Try to think laterally, could you take an idea from a different market sector and be the first to apply it in your sector? Uber transformed the taxi world, in part by using technology that allows you to track where your taxi is at anytime and how long it will be, could you do this for a completely different sector, what about if you were able to track your plumber and knew when he was on his way to you?

So when you come look at your product or service, remember the gaps in the market are there, you just have to find them.

It will not come as any great revelation say that no business exists in a vacuum, they all compete in complicated and ever changing marketplaces. That’s why we recommend beginning every new branding project with a Discovery Session designed to uncover your business’s marketplace and its position in it.

Only by having an understanding of the landscape your business operates in can we begin to formulate a plan or strategy for your brand and define the position it wants to occupy in that landscape.

The Discovery Session and is designed to uncover some basic values and motivations of the business, who the customers are and who the competition is. Only when we have this information we can begin creating the strategy for the brand.

So remember, when you come to create your new brand, to get where to want to, you first have to know where you’re starting from.

The words logo and brand are often used interchangeably, so it’s no surprise there is a lot of confusion around the subject. But your logo is just one piece in the whole picture of your brand. Your brand exists in every aspect of your business from customer service to packaging to marketing to websites and it all needs to be in alignment to create an effective brand presence.

Don’t get me wrong your logo is still an important branding element, but think of it more as a visual shortcut to your whole brand rather than the brand itself. When you see the Apple logo for instance, sure it’s a memorable icon but what it’s really doing is acting as a visual trigger in your mind for all the qualities and emotions that you associate with the Apple brand; the sleekly designed iPhones and iMacs, the rebellious ‘Think Differently’ attitude, the beautiful advertising imagery. It’s not possible to put all this into one logo and indeed it’s not desirable as the best logos are usually the simplest ones.

So when you are next looking to create an new brand or rebrand an existing one first take a step back and consider the whole picture that you are looking to create before creating the individual pieces of that picture.

Establishing a clear position in the mind of your audience is key to a successful brand.

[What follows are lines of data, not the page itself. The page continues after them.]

//! Deferred chain reclamation via seize.
//!
//! A replaced chain may still be referenced by readers that loaded the old
//! head. [`Reclaimer`] wraps a seize [`Collector`]: readers traverse inside a
//! guard, and retired chains are destroyed only once every guard that could
//! have observed them has been dropped.

use seize::{Collector, Guard, LocalGuard};

use crate::delta::PageDelta;
use crate::NodeArena;

/// Reclaim a retired chain (seize callback).
///
/// # Safety
///
/// - Every node in the chain must have been allocated by [`HeapAllocator`].
/// - Must only be called after seize determines no reader remains.
pub(crate) unsafe fn reclaim_chain(head: *mut PageDelta, _collector: &Collector) {
    // SAFETY: Caller guarantees allocator provenance and quiescence; the
    // managed arena walks and frees the chain, including merge siblings and
    // swapped-in chains.
    unsafe { NodeArena::new_managed().destroy_chain(head) };
}

/// Epoch-style hand-off point for replaced chains.
///
/// Readers call [`Reclaimer::enter`] before loading a page head and keep the
/// guard alive for the traversal. Writers whose CAS succeeded hand replaced
/// heads to [`Reclaimer::retire_chain`] instead of destroying them in place.
#[derive(Debug, Default)]
pub struct Reclaimer {
    collector: Collector,
}

impl Reclaimer {
    /// Fresh reclaimer with its own collector.
    #[must_use]
    pub fn new() -> Self {
        Self {
            collector: Collector::new(),
        }
    }

    /// Pin the current thread; chains retired while any guard is live are
    /// not destroyed until that guard drops.
    #[must_use]
    pub fn enter(&self) -> LocalGuard<'_> {
        self.collector.enter()
    }

    /// Schedule a replaced chain for destruction once no reader can hold it.
    ///
    /// # Safety
    ///
    /// - `head` must be unreachable for new readers (its page-table slot has
    ///   been CAS'd away).
    /// - Every node must come from [`HeapAllocator`]-backed arenas.
    pub unsafe fn retire_chain(&self, guard: &LocalGuard<'_>, head: *mut PageDelta) {
        if head.is_null() {
            return;
        }
        // SAFETY: Caller guarantees unlink discipline and provenance.
        unsafe { guard.defer_retire(head, reclaim_chain) };
    }
}

// ============================================================================
//  Tests
// ============================================================================
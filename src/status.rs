//! HTTP status codes as a typed enum.
//!
//! Use [`Status`] wherever a status code is accepted: `Response::status()`,
//! `Responder::set_status()`, a route's declared status, or as a bare
//! handler return value.
//!
//! ```rust
//! use trellis::{Response, Status};
//!
//! Response::status(Status::NoContent);
//!
//! Response::builder()
//!     .status(Status::Created)
//!     .header("location", "/users/42")
//!     .json(br#"{"id":42}"#.to_vec());
//!
//! assert_eq!(Status::Conflict.code(), 409);
//! assert_eq!(Status::Conflict.reason(), "Conflict");
//! ```

macro_rules! statuses {
    ($( $variant:ident = $code:literal, $reason:literal; )+) => {
        /// The status codes trellis names. Any other code still works as a
        /// plain `u16`.
        #[derive(Clone, Copy, Debug, Eq, Hash, PartialEq)]
        pub enum Status {
            $( $variant, )+
        }

        impl Status {
            pub fn code(self) -> u16 {
                match self {
                    $( Self::$variant => $code, )+
                }
            }

            /// Canonical reason phrase (`"Not Found"`).
            pub fn reason(self) -> &'static str {
                match self {
                    $( Self::$variant => $reason, )+
                }
            }

            pub fn from_code(code: u16) -> Option<Self> {
                match code {
                    $( $code => Some(Self::$variant), )+
                    _ => None,
                }
            }
        }
    };
}

statuses! {
    Continue                    = 100, "Continue";
    SwitchingProtocols          = 101, "Switching Protocols";

    Ok                          = 200, "OK";
    Created                     = 201, "Created";
    Accepted                    = 202, "Accepted";
    NoContent                   = 204, "No Content";

    MovedPermanently            = 301, "Moved Permanently";
    Found                       = 302, "Found";
    SeeOther                    = 303, "See Other";
    NotModified                 = 304, "Not Modified";
    TemporaryRedirect           = 307, "Temporary Redirect";
    PermanentRedirect           = 308, "Permanent Redirect";

    BadRequest                  = 400, "Bad Request";
    Unauthorized                = 401, "Unauthorized";
    Forbidden                   = 403, "Forbidden";
    NotFound                    = 404, "Not Found";
    MethodNotAllowed            = 405, "Method Not Allowed";
    NotAcceptable               = 406, "Not Acceptable";
    RequestTimeout              = 408, "Request Timeout";
    Conflict                    = 409, "Conflict";
    Gone                        = 410, "Gone";
    PreconditionFailed          = 412, "Precondition Failed";
    ContentTooLarge             = 413, "Content Too Large";
    UnsupportedMediaType        = 415, "Unsupported Media Type";
    ImATeapot                   = 418, "I'm a Teapot";
    UnprocessableContent        = 422, "Unprocessable Content";
    TooManyRequests             = 429, "Too Many Requests";

    InternalServerError         = 500, "Internal Server Error";
    NotImplemented              = 501, "Not Implemented";
    BadGateway                  = 502, "Bad Gateway";
    ServiceUnavailable          = 503, "Service Unavailable";
    GatewayTimeout              = 504, "Gateway Timeout";
}

impl From<Status> for u16 {
    fn from(s: Status) -> u16 {
        s.code()
    }
}

/// Reason phrase for any code; empty when trellis has no name for it.
pub(crate) fn reason_phrase(code: u16) -> &'static str {
    Status::from_code(code).map(Status::reason).unwrap_or("")
}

Your position clarifies what you do differently, better than others and more importantly why they should choose you instead of your competition.

There are many different approaches you can take to establish your brand position, such as price based, disruption based, convenience based, quality based to name a few. But whatever position you identify as the key to your brand it will form the basis for all your communication going forward.

Two real life examples of positioning would be Tesla who position themselves as luxury brand not focusing on price and Airbnb who position themselves as an authentic experience, offering total immersion in the local way of life.

When it comes to you own positioning don’t think you need to necessarily come up with some revolutionary new idea like Airbnb, you just need to identify the one thing that you do better than your competition: are you faster; more efficient; better designed; more convenient? And make that the thread that runs through all your branding communication.

So when you next think about your brand make sure you have the right position in mind.